(Stored items)
● ● ● ●

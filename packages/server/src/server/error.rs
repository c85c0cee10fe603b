use axum::{
    http::StatusCode,
    response::{IntoResponse, Response},
    Json,
};
use serde::Serialize;

use crate::domains::dispatch::DispatchError;

#[derive(Serialize)]
struct ErrorBody {
    error: String,
}

impl IntoResponse for DispatchError {
    fn into_response(self) -> Response {
        let status = match &self {
            DispatchError::UnknownCollection(_) => StatusCode::NOT_FOUND,
            DispatchError::InvalidEvent(_) => StatusCode::BAD_REQUEST,
            DispatchError::InternalError(_) => {
                tracing::error!(error = %self, "Dispatch request failed");
                StatusCode::INTERNAL_SERVER_ERROR
            }
        };

        (
            status,
            Json(ErrorBody {
                error: self.to_string(),
            }),
        )
            .into_response()
    }
}
// Common types used across the kernel and domain layers
//
// Kept here so kernel traits can name them without depending on a domain module.

use serde::{Deserialize, Serialize};

/// A latitude/longitude pair in decimal degrees.
///
/// Serialized as `{"latitude": .., "longitude": ..}`, the same shape partner
/// apps write into `currentLocation` and requesters into `originLocation`.
#[derive(Debug, Clone, Copy, PartialEq, Serialize, Deserialize)]
pub struct GeoPoint {
    pub latitude: f64,
    pub longitude: f64,
}

impl GeoPoint {
    pub fn new(latitude: f64, longitude: f64) -> Self {
        Self {
            latitude,
            longitude,
        }
    }

    /// Great-circle distance to another point in kilometers
    pub fn distance_km(&self, other: &GeoPoint) -> f64 {
        super::utils::calculate_distance_km(
            self.latitude,
            self.longitude,
            other.latitude,
            other.longitude,
        )
    }

    /// JSON string form used inside flat notification payloads
    pub fn to_json_string(&self) -> String {
        serde_json::json!({
            "latitude": self.latitude,
            "longitude": self.longitude,
        })
        .to_string()
    }
}
//! Server dependencies for effects (using traits for testability)
//!
//! This module provides the central dependency container handed to the dispatch
//! engine, the presence sweeper and the HTTP routes. Every external service sits
//! behind a trait so tests can inject mocks; nothing is a process-wide singleton.

use sqlx::PgPool;
use std::sync::Arc;

use crate::common::utils::{ExpoClient, NominatimGeocoder};
use crate::config::Config;
use crate::domains::dispatch::DispatchPolicy;
use crate::kernel::{
    BaseDispatchStore, BaseGeocoder, BasePushNotificationService, BaseWebhookNotifier,
    HttpWebhookNotifier, PostgresDispatchStore,
};

/// Server dependencies accessible to effects
#[derive(Clone)]
pub struct ServerDeps {
    pub store: Arc<dyn BaseDispatchStore>,
    pub push_service: Arc<dyn BasePushNotificationService>,
    pub geocoder: Arc<dyn BaseGeocoder>,
    pub webhook: Arc<dyn BaseWebhookNotifier>,
    pub policy: DispatchPolicy,
}

impl ServerDeps {
    /// Create new ServerDeps with the given dependencies
    pub fn new(
        store: Arc<dyn BaseDispatchStore>,
        push_service: Arc<dyn BasePushNotificationService>,
        geocoder: Arc<dyn BaseGeocoder>,
        webhook: Arc<dyn BaseWebhookNotifier>,
        policy: DispatchPolicy,
    ) -> Self {
        Self {
            store,
            push_service,
            geocoder,
            webhook,
            policy,
        }
    }

    /// Production wiring: Postgres store, Expo push, Nominatim, HTTP webhooks
    pub fn from_config(pool: PgPool, config: &Config) -> Self {
        Self::new(
            Arc::new(PostgresDispatchStore::new(pool)),
            Arc::new(ExpoClient::new(config.expo_access_token.clone())),
            Arc::new(NominatimGeocoder::new(config.nominatim_url.clone())),
            Arc::new(HttpWebhookNotifier::new(config.webhook_url.clone())),
            config.dispatch_policy(),
        )
    }
}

● ● ● ●

- **WHAT THE TASK REQUIRES**
All entries are to be printed once more, exactly as given.

- **ANSWER AREA**
filename packages/server/src/server/error.rs
repository c85c0cee10fe603b
use axum::{
    http::StatusCode,
    response::{IntoResponse, Response},
    Json,
};
use serde::Serialize;

use crate::domains::dispatch::DispatchError;

#[derive(Serialize)]
struct ErrorBody {
    error: String,
}

impl IntoResponse for DispatchError {
    fn into_response(self) -> Response {
        let status = match &self {
            DispatchError::UnknownCollection(_) => StatusCode::NOT_FOUND,
            DispatchError::InvalidEvent(_) => StatusCode::BAD_REQUEST,
            DispatchError::InternalError(_) => {
                tracing::error!(error = %self, "Dispatch request failed");
                StatusCode::INTERNAL_SERVER_ERROR
            }
        };

        (
            status,
            Json(ErrorBody {
                error: self.to_string(),
            }),
        )
            .into_response()
    }
}
// Common types used across the kernel and domain layers
//
// Kept here so kernel traits can name them without depending on a domain module.

use serde::{Deserialize, Serialize};

/// A latitude/longitude pair in decimal degrees.
///
/// Serialized as `{"latitude": .., "longitude": ..}`, the same shape partner
/// apps write into `currentLocation` and requesters into `originLocation`.
#[derive(Debug, Clone, Copy, PartialEq, Serialize, Deserialize)]
pub struct GeoPoint {
    pub latitude: f64,
    pub longitude: f64,
}

impl GeoPoint {
    pub fn new(latitude: f64, longitude: f64) -> Self {
        Self {
            latitude,
            longitude,
        }
    }

    /// Great-circle distance to another point in kilometers
    pub fn distance_km(&self, other: &GeoPoint) -> f64 {
        super::utils::calculate_distance_km(
            self.latitude,
            self.longitude,
            other.latitude,
            other.longitude,
        )
    }

    /// JSON string form used inside flat notification payloads
    pub fn to_json_string(&self) -> String {
        serde_json::json!({
            "latitude": self.latitude,
            "longitude": self.longitude,
        })
        .to_string()
    }
}
//! Server dependencies for effects (using traits for testability)
//!
//! This module provides the central dependency container handed to the dispatch
//! engine, the presence sweeper and the HTTP routes. Every external service sits
//! behind a trait so tests can inject mocks; nothing is a process-wide singleton.

use sqlx::PgPool;
use std::sync::Arc;

use crate::common::utils::{ExpoClient, NominatimGeocoder};
use crate::config::Config;
use crate::domains::dispatch::DispatchPolicy;
use crate::kernel::{
    BaseDispatchStore, BaseGeocoder, BasePushNotificationService, BaseWebhookNotifier,
    HttpWebhookNotifier, PostgresDispatchStore,
};

/// Server dependencies accessible to effects
#[derive(Clone)]
pub struct ServerDeps {
    pub store: Arc<dyn BaseDispatchStore>,
    pub push_service: Arc<dyn BasePushNotificationService>,
    pub geocoder: Arc<dyn BaseGeocoder>,
    pub webhook: Arc<dyn BaseWebhookNotifier>,
    pub policy: DispatchPolicy,
}

impl ServerDeps {
    /// Create new ServerDeps with the given dependencies
    pub fn new(
        store: Arc<dyn BaseDispatchStore>,
        push_service: Arc<dyn BasePushNotificationService>,
        geocoder: Arc<dyn BaseGeocoder>,
        webhook: Arc<dyn BaseWebhookNotifier>,
        policy: DispatchPolicy,
    ) -> Self {
        Self {
            store,
            push_service,
            geocoder,
            webhook,
            policy,
        }
    }

    /// Production wiring: Postgres store, Expo push, Nominatim, HTTP webhooks
    pub fn from_config(pool: PgPool, config: &Config) -> Self {
        Self::new(
            Arc::new(PostgresDispatchStore::new(pool)),
            Arc::new(ExpoClient::new(config.expo_access_token.clone())),
            Arc::new(NominatimGeocoder::new(config.nominatim_url.clone())),
            Arc::new(HttpWebhookNotifier::new(config.webhook_url.clone())),
            config.dispatch_policy(),
        )
    }
}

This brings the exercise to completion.